The prognosis of the patient in question is poor because, unfortunately, she exhibits acute and severe symptoms in all realms of the disorder.  But you haven’t heard the worst of it yet: this isn’t a simple intervention against a single individual but involves an entire state. The patient I am describing is New Hampshire herself.   All of Her. Or should I say, what is left of her?

Think about it. All one has to do is substitute the word tax for food and the analogy fits perfectly. By restricting her intake of money (taxes) and focusing only on cutting what some say is "fat" in the budget, Miss New Hampshire is starving herself.
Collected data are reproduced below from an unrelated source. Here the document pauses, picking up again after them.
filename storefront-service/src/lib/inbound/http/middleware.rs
use std::collections::HashSet;
use std::sync::Arc;

use auth::Authenticator;
use auth::Claims;
use auth::Role;
use axum::extract::Request;
use axum::extract::State;
use axum::http::HeaderMap;
use axum::middleware::Next;
use axum::response::Response;
use axum_extra::extract::CookieJar;
use axum_extra::headers::authorization::Bearer;
use axum_extra::headers::Authorization;
use axum_extra::headers::HeaderMapExt;
use thiserror::Error;

use crate::domain::identity::models::IdentityId;
use crate::inbound::http::handlers::ApiError;
use crate::inbound::http::router::AppState;

/// Cookie carrying the access token.
pub const AUTH_COOKIE: &str = "jwt";

/// Request gate failures. Every token problem collapses into `Unauthenticated`.
#[derive(Debug, Clone, Error, PartialEq, Eq)]
pub enum GuardError {
    #[error("Please login to continue")]
    Unauthenticated,

    #[error("Forbidden resource")]
    Forbidden,
}

impl From<GuardError> for ApiError {
    fn from(err: GuardError) -> Self {
        match err {
            GuardError::Unauthenticated => ApiError::Unauthorized(err.to_string()),
            GuardError::Forbidden => ApiError::Forbidden(err.to_string()),
        }
    }
}

/// Verified claims attached to the request by [`access_guard`].
#[derive(Debug, Clone)]
pub struct AuthenticatedUser {
    pub id: IdentityId,
    pub claims: Claims,
}

impl AuthenticatedUser {
    pub fn role(&self) -> Role {
        self.claims.role
    }

    /// Identity endpoints are open to the identity itself and to owners.
    pub fn ensure_self_or_owner(&self, target: &IdentityId) -> Result<(), GuardError> {
        if self.id == *target || self.role() == Role::Owner {
            Ok(())
        } else {
            Err(GuardError::Forbidden)
        }
    }
}

/// Locate the access token: the `jwt` cookie first, then `Authorization: Bearer`.
pub fn extract_token(headers: &HeaderMap) -> Option<String> {
    let jar = CookieJar::from_headers(headers);
    if let Some(cookie) = jar.get(AUTH_COOKIE) {
        if !cookie.value().is_empty() {
            return Some(cookie.value().to_string());
        }
    }

    headers
        .typed_get::<Authorization<Bearer>>()
        .map(|authorization| authorization.token().to_string())
}

/// Resolve the caller from request headers.
pub fn authenticate(
    headers: &HeaderMap,
    authenticator: &Authenticator,
) -> Result<AuthenticatedUser, GuardError> {
    let token = extract_token(headers).ok_or_else(|| {
        tracing::debug!("No access token on request");
        GuardError::Unauthenticated
    })?;

    let claims = authenticator.validate_token(&token).map_err(|e| {
        tracing::warn!(reason = %e, "Access token rejected");
        GuardError::Unauthenticated
    })?;

    let id = IdentityId::from_string(&claims.sub).map_err(|e| {
        tracing::warn!(error = %e, "Access token subject is not an identity id");
        GuardError::Unauthenticated
    })?;

    Ok(AuthenticatedUser { id, claims })
}

/// Rejects requests without a valid token and attaches [`AuthenticatedUser`] otherwise.
pub async fn access_guard(
    State(state): State<AppState>,
    mut req: Request,
    next: Next,
) -> Result<Response, ApiError> {
    let user = authenticate(req.headers(), &state.authenticator)?;
    req.extensions_mut().insert(user);

    Ok(next.run(req).await)
}

/// Role set a route demands. An empty set admits any authenticated caller.
#[derive(Debug, Clone, Default)]
pub struct RequiredRoles {
    roles: Arc<HashSet<Role>>,
}

impl RequiredRoles {
    pub fn new(roles: impl IntoIterator<Item = Role>) -> Self {
        Self {
            roles: Arc::new(roles.into_iter().collect()),
        }
    }

    pub fn permits(&self, role: Role) -> bool {
        self.roles.is_empty() || self.roles.contains(&role)
    }
}

/// Runs after [`access_guard`]; rejects callers whose role claim is outside the required set.
pub async fn role_guard(
    State(required): State<RequiredRoles>,
    req: Request,
    next: Next,
) -> Result<Response, ApiError> {
    let user = req
        .extensions()
        .get::<AuthenticatedUser>()
        .ok_or(GuardError::Unauthenticated)?;

    if !required.permits(user.role()) {
        tracing::warn!(identity_id = %user.id, role = %user.role(), "Role not permitted");
        return Err(GuardError::Forbidden.into());
    }

    Ok(next.run(req).await)
}
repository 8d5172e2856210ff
use std::sync::Arc;
use std::time::Duration;

use auth::Authenticator;
use auth::Role;
use axum::body::Body;
use axum::http::Request;
use axum::http::Response;
use axum::middleware;
use axum::routing::delete;
use axum::routing::get;
use axum::routing::patch;
use axum::routing::post;
use axum::Router;
use tower_http::cors::CorsLayer;
use tower_http::trace::TraceLayer;
use tracing::Span;

use super::handlers::delete_identity::delete_identity;
use super::handlers::get_identity::get_identity;
use super::handlers::login::login;
use super::handlers::logout::logout;
use super::handlers::me::me;
use super::handlers::products::create_product;
use super::handlers::products::delete_product;
use super::handlers::products::get_product;
use super::handlers::products::list_products;
use super::handlers::products::update_product;
use super::handlers::register::register;
use super::handlers::update_identity::update_identity;
use super::middleware::access_guard;
use super::middleware::role_guard;
use super::middleware::RequiredRoles;
use crate::domain::identity::ports::AuthServicePort;
use crate::domain::product::ports::ProductServicePort;

/// Attributes of the `jwt` cookie set on login.
#[derive(Debug, Clone)]
pub struct CookieSettings {
    pub secure: bool,
    pub max_age_seconds: i64,
}

#[derive(Clone)]
pub struct AppState {
    pub auth_service: Arc<dyn AuthServicePort>,
    pub product_service: Arc<dyn ProductServicePort>,
    pub authenticator: Arc<Authenticator>,
    pub cookie: CookieSettings,
}

pub fn create_router(
    auth_service: Arc<dyn AuthServicePort>,
    product_service: Arc<dyn ProductServicePort>,
    authenticator: Arc<Authenticator>,
    cookie: CookieSettings,
) -> Router {
    let state = AppState {
        auth_service,
        product_service,
        authenticator,
        cookie,
    };

    let public_routes = Router::new()
        .route("/api/auth/register", post(register))
        .route("/api/auth/login", post(login))
        .route("/api/auth/logout", post(logout));

    let owner_only = middleware::from_fn_with_state(RequiredRoles::new([Role::Owner]), role_guard);

    let protected_routes = Router::new()
        .route("/api/auth/me", get(me))
        .route("/api/users/:id", get(get_identity))
        .route("/api/users/:id", patch(update_identity))
        .route("/api/users/:id", delete(delete_identity))
        .route("/api/products", get(list_products))
        .route(
            "/api/products",
            post(create_product).route_layer(owner_only.clone()),
        )
        .route("/api/products/:id", get(get_product))
        .route(
            "/api/products/:id",
            patch(update_product).route_layer(owner_only.clone()),
        )
        .route(
            "/api/products/:id",
            delete(delete_product).route_layer(owner_only),
        )
        .route_layer(middleware::from_fn_with_state(state.clone(), access_guard));

    // Headers are left off the span: they carry tokens and cookies
    let trace_layer = TraceLayer::new_for_http()
        .make_span_with(|request: &Request<Body>| {
            tracing::info_span!(
                "http_request",
                method = %request.method(),
                uri = %request.uri(),
                version = ?request.version(),
            )
        })
        .on_request(|request: &Request<Body>, _span: &Span| {
            tracing::info!(
                method = %request.method(),
                uri = %request.uri(),
                "Request started"
            );
        })
        .on_response(
            |response: &Response<Body>, latency: Duration, _span: &Span| {
                tracing::info!(
                    status = response.status().as_u16(),
                    latency_ms = latency.as_millis(),
                    "Request completed"
                );
            },
        );

    Router::new()
        .merge(public_routes)
        .merge(protected_routes)
        .layer(trace_layer)
        .layer(CorsLayer::permissive())
        .with_state(state)
}
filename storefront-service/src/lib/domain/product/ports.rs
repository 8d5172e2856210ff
use async_trait::async_trait;

use crate::domain::identity::models::IdentityId;
use crate::domain::product::errors::ProductError;
use crate::domain::product::models::CreateProductCommand;
use crate::domain::product::models::Product;
use crate::domain::product::models::ProductFilter;
use crate::domain::product::models::ProductId;
use crate::domain::product::models::UpdateProductCommand;

/// Port for catalog operations.
///
/// Authorization happens before these are called; the service only receives
/// the authenticated subject as an ownership stamp.
#[async_trait]
pub trait ProductServicePort: Send + Sync + 'static {
    /// Create a product owned by `owner_id`.
    async fn create_product(
        &self,
        command: CreateProductCommand,
        owner_id: IdentityId,
    ) -> Result<Product, ProductError>;

    /// List products, optionally filtered by exact category and sorted by price.
    async fn list_products(&self, filter: ProductFilter) -> Result<Vec<Product>, ProductError>;

    /// # Errors
    /// * `NotFound` - Product does not exist
    async fn get_product(&self, id: &ProductId) -> Result<Product, ProductError>;

    /// # Errors
    /// * `NotFound` - Product does not exist
    async fn update_product(
        &self,
        id: &ProductId,
        command: UpdateProductCommand,
    ) -> Result<Product, ProductError>;

    /// # Errors
    /// * `NotFound` - Product does not exist
    async fn delete_product(&self, id: &ProductId) -> Result<(), ProductError>;
}

/// Persistence operations for products.
#[async_trait]
pub trait ProductRepository: Send + Sync + 'static {
    async fn create(&self, product: Product) -> Result<Product, ProductError>;

    async fn find_by_id(&self, id: &ProductId) -> Result<Option<Product>, ProductError>;

    async fn list(&self, filter: &ProductFilter) -> Result<Vec<Product>, ProductError>;

    /// # Errors
    /// * `NotFound` - Product does not exist
    async fn update(&self, product: Product) -> Result<Product, ProductError>;

    /// # Errors
    /// * `NotFound` - Product does not exist
    async fn delete(&self, id: &ProductId) -> Result<(), ProductError>;
}
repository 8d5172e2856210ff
use chrono::DateTime;
use chrono::Duration;
use chrono::Utc;
use jsonwebtoken::decode;
use jsonwebtoken::encode;
use jsonwebtoken::Algorithm;
use jsonwebtoken::DecodingKey;
use jsonwebtoken::EncodingKey;
use jsonwebtoken::Header;
use jsonwebtoken::Validation;

use super::claims::Claims;
use super::claims::TokenSubject;
use super::errors::JwtError;

/// Signing secret and validity window for issued tokens.
#[derive(Debug, Clone)]
pub struct JwtSettings {
    pub secret: String,
    pub ttl: Duration,
}

impl JwtSettings {
    pub fn new(secret: impl Into<String>, ttl: Duration) -> Self {
        Self {
            secret: secret.into(),
            ttl,
        }
    }
}

/// JWT token handler for issuing and verifying access tokens.
///
/// Uses HS256 (HMAC with SHA-256) with a secret shared between issuer and
/// verifier. Tokens are not revocable: they stop being accepted only when
/// they expire or the secret changes.
pub struct JwtHandler {
    encoding_key: EncodingKey,
    decoding_key: DecodingKey,
    algorithm: Algorithm,
    ttl: Duration,
}

impl JwtHandler {
    /// Create a new JWT handler.
    ///
    /// # Arguments
    /// * `settings` - Secret key and token lifetime
    ///
    /// # Returns
    /// JwtHandler instance configured with HS256 algorithm
    ///
    /// # Security Notes
    /// - The secret should be at least 256 bits (32 bytes) for HS256
    /// - Rotating the secret invalidates every outstanding token
    pub fn new(settings: &JwtSettings) -> Self {
        let secret = settings.secret.as_bytes();
        Self {
            encoding_key: EncodingKey::from_secret(secret),
            decoding_key: DecodingKey::from_secret(secret),
            algorithm: Algorithm::HS256,
            ttl: settings.ttl,
        }
    }

    /// Configured token lifetime.
    pub fn ttl(&self) -> Duration {
        self.ttl
    }

    /// Issue a token for a subject, valid from now for the configured ttl.
    ///
    /// # Errors
    /// * `EncodingFailed` - Token encoding failed
    pub fn issue(&self, subject: TokenSubject) -> Result<String, JwtError> {
        self.issue_at(subject, Utc::now())
    }

    /// Issue a token as if the current time were `issued_at`.
    ///
    /// # Arguments
    /// * `subject` - Identity snapshot to embed
    /// * `issued_at` - Start of the validity window
    ///
    /// # Returns
    /// Signed JWT token string
    ///
    /// # Errors
    /// * `EncodingFailed` - Token encoding failed
    pub fn issue_at(
        &self,
        subject: TokenSubject,
        issued_at: DateTime<Utc>,
    ) -> Result<String, JwtError> {
        let claims = Claims::for_subject(subject, issued_at, self.ttl);
        let header = Header::new(self.algorithm);

        encode(&header, &claims, &self.encoding_key)
            .map_err(|e| JwtError::EncodingFailed(e.to_string()))
    }

    /// Verify a token against the current time.
    ///
    /// # Errors
    /// * `Malformed` - Token cannot be parsed, has a bad signature, or a wrong claim set
    /// * `Expired` - Token validity window has ended
    pub fn verify(&self, token: &str) -> Result<Claims, JwtError> {
        self.verify_at(token, Utc::now())
    }

    /// Verify a token as if the current time were `now`.
    ///
    /// Claims are returned exactly as embedded; the subject is not re-checked
    /// against any identity store.
    ///
    /// # Errors
    /// * `Malformed` - Token cannot be parsed, has a bad signature, or a wrong claim set
    /// * `Expired` - `now` is at or past the token's `exp`
    pub fn verify_at(&self, token: &str, now: DateTime<Utc>) -> Result<Claims, JwtError> {
        let mut validation = Validation::new(self.algorithm);
        // Expiry is checked below against the supplied clock, without leeway
        validation.validate_exp = false;
        validation.leeway = 0;
        validation.required_spec_claims.clear();

        let token_data = decode::<Claims>(token, &self.decoding_key, &validation)
            .map_err(|e| JwtError::Malformed(e.to_string()))?;

        let claims = token_data.claims;
        if claims.is_expired(now.timestamp()) {
            return Err(JwtError::Expired);
        }

        Ok(claims)
    }
}
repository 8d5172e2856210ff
pub mod repositories;
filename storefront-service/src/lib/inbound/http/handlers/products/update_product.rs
use axum::extract::Path;
use axum::extract::State;
use axum::http::StatusCode;
use axum::Json;
use serde::Deserialize;

use super::ProductResponseData;
use crate::domain::product::errors::ProductValidationError;
use crate::domain::product::models::Category;
use crate::domain::product::models::Price;
use crate::domain::product::models::ProductId;
use crate::domain::product::models::ProductName;
use crate::domain::product::models::UpdateProductCommand;
use crate::domain::product::ports::ProductServicePort;
use crate::inbound::http::handlers::ApiError;
use crate::inbound::http::handlers::ApiSuccess;
use crate::inbound::http::router::AppState;

#[derive(Debug, Deserialize)]
pub struct UpdateProductRequest {
    pub name: Option<String>,
    pub price: Option<f64>,
    pub category: Option<String>,
    pub description: Option<String>,
    pub image_url: Option<String>,
}

impl UpdateProductRequest {
    fn try_into_command(self) -> Result<UpdateProductCommand, ProductValidationError> {
        Ok(UpdateProductCommand {
            name: self.name.map(ProductName::new).transpose()?,
            price: self.price.map(Price::new).transpose()?,
            category: self.category.map(Category::new).transpose()?,
            description: self.description,
            image_url: self.image_url,
        })
    }
}

pub async fn update_product(
    State(state): State<AppState>,
    Path(id): Path<String>,
    Json(req): Json<UpdateProductRequest>,
) -> Result<ApiSuccess<ProductResponseData>, ApiError> {
    let product_id = ProductId::from_string(&id)?;
    let command = req.try_into_command()?;

    state
        .product_service
        .update_product(&product_id, command)
        .await
        .map_err(ApiError::from)
        .map(|ref product| ApiSuccess::new(StatusCode::OK, product.into()))
}
use std::env;

use config::Config as ConfigBuilder;
use config::ConfigError;
use config::Environment;
use config::File;
use serde::Deserialize;

#[derive(Debug, Deserialize, Clone)]
pub struct Config {
    pub database: DatabaseConfig,
    pub server: ServerConfig,
    pub jwt: JwtConfig,
    pub password: PasswordConfig,
    pub cookie: CookieConfig,
    pub seed: SeedConfig,
}

#[derive(Debug, Deserialize, Clone)]
pub struct DatabaseConfig {
    pub url: String,
    pub max_connections: u32,
}

#[derive(Debug, Deserialize, Clone)]
pub struct ServerConfig {
    pub http_port: u16,
}

#[derive(Debug, Deserialize, Clone)]
pub struct JwtConfig {
    pub secret: String,
    /// Token lifetime; also used as the `jwt` cookie max-age.
    pub expiration_seconds: i64,
}

#[derive(Debug, Deserialize, Clone)]
pub struct PasswordConfig {
    /// Argon2 time cost (iterations).
    pub work_factor: u32,
}

#[derive(Debug, Deserialize, Clone)]
pub struct CookieConfig {
    pub secure: bool,
}

/// Owner account created by the seed binary.
#[derive(Debug, Deserialize, Clone)]
pub struct SeedConfig {
    pub owner_email: String,
    pub owner_name: String,
    pub owner_password: String,
}

impl Config {
    /// Load configuration from files with environment variable overrides
    ///
    /// Priority (highest to lowest):
    /// 1. Environment variables (DATABASE__URL, JWT__SECRET, etc.)
    /// 2. Environment-specific config file (config/{environment}.toml)
    /// 3. Default config file (config/default.toml)
    /// 4. Built-in defaults for everything except `database.url` and `jwt.secret`
    pub fn load() -> Result<Self, ConfigError> {
        let run_mode = env::var("RUN_MODE").unwrap_or_else(|_| "development".to_string());

        let configuration = ConfigBuilder::builder()
            .set_default("database.max_connections", 5)?
            .set_default("server.http_port", 3000)?
            .set_default("jwt.expiration_seconds", 3600)?
            .set_default("password.work_factor", 3)?
            .set_default("cookie.secure", false)?
            .set_default("seed.owner_email", "owner@storefront.local")?
            .set_default("seed.owner_name", "Store Owner")?
            .set_default("seed.owner_password", "ChangeMe1!")?
            .add_source(File::with_name("config/default").required(false))
            .add_source(File::with_name(&format!("config/{}", run_mode)).required(false))
            // Example: JWT__SECRET=... overrides jwt.secret
            .add_source(Environment::default().separator("__"))
            .build()?;

        let config: Config = configuration.try_deserialize()?;

        Ok(config)
    }
}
She is becoming anorexic.

Her very restricted diet consists primarily of property taxes which provides over 60% of her caloric intake (as opposed to 30% in most states) which is clearly insufficient to maintain her health while, at the same time, unfairly burdening working and poor folks.

And even though Miss New Hampshire is one of the richest states in the union with one of the lowest per capita tax rates, she – with classic anorexic delusional fervor – refuses all high caloric foods (like broad-based taxes) which would restore her health while spreading the burden to include the affluent so they could pay their fair share.

Furthermore, even though governor Lynch has already submitted a draconian budget with big-time dieting, Miss New Hampshire, – like the true anorexic she is – rather than being placated, is now even more obsessed about the fear of gaining weight when, in fact, the opposite is true.

Stranger yet, a CAT scan of Miss New Hampshire’s brain reveals a strange anomaly: a majority of her brain has turned red, aggravating her already existing Anorexia Nervosa characteristics of needing to control her environment without listening to input from others, inflexible thinking, and limited social spontaneity.

We are reaching a point of no return.

Miss New Hampshire may need to be hospitalized because she is becoming a danger to herself: if she follows through with her crash diet she will threaten the most vulnerable parts of her body: the elderly, the disabled, the mentally ill and children.

At the same time, Her refusal to eat threatens to mutate her DNA, destroying essential qualities we need for future generations to thrive: critical benchmarks like good education for all children, no matter where they live, and a safe and secure workforce with guaranteed rights to participate in decision making at the work place.

Like an Anorexic person crumbling up her grocery list and refusing to go to the store, New Hampshire is slashing the safety net we all need to protect us when things go wrong.

Who would have guessed that Anorexia Nervosa is rapidly becoming the new New Hampshire Advantage: Live free or starve.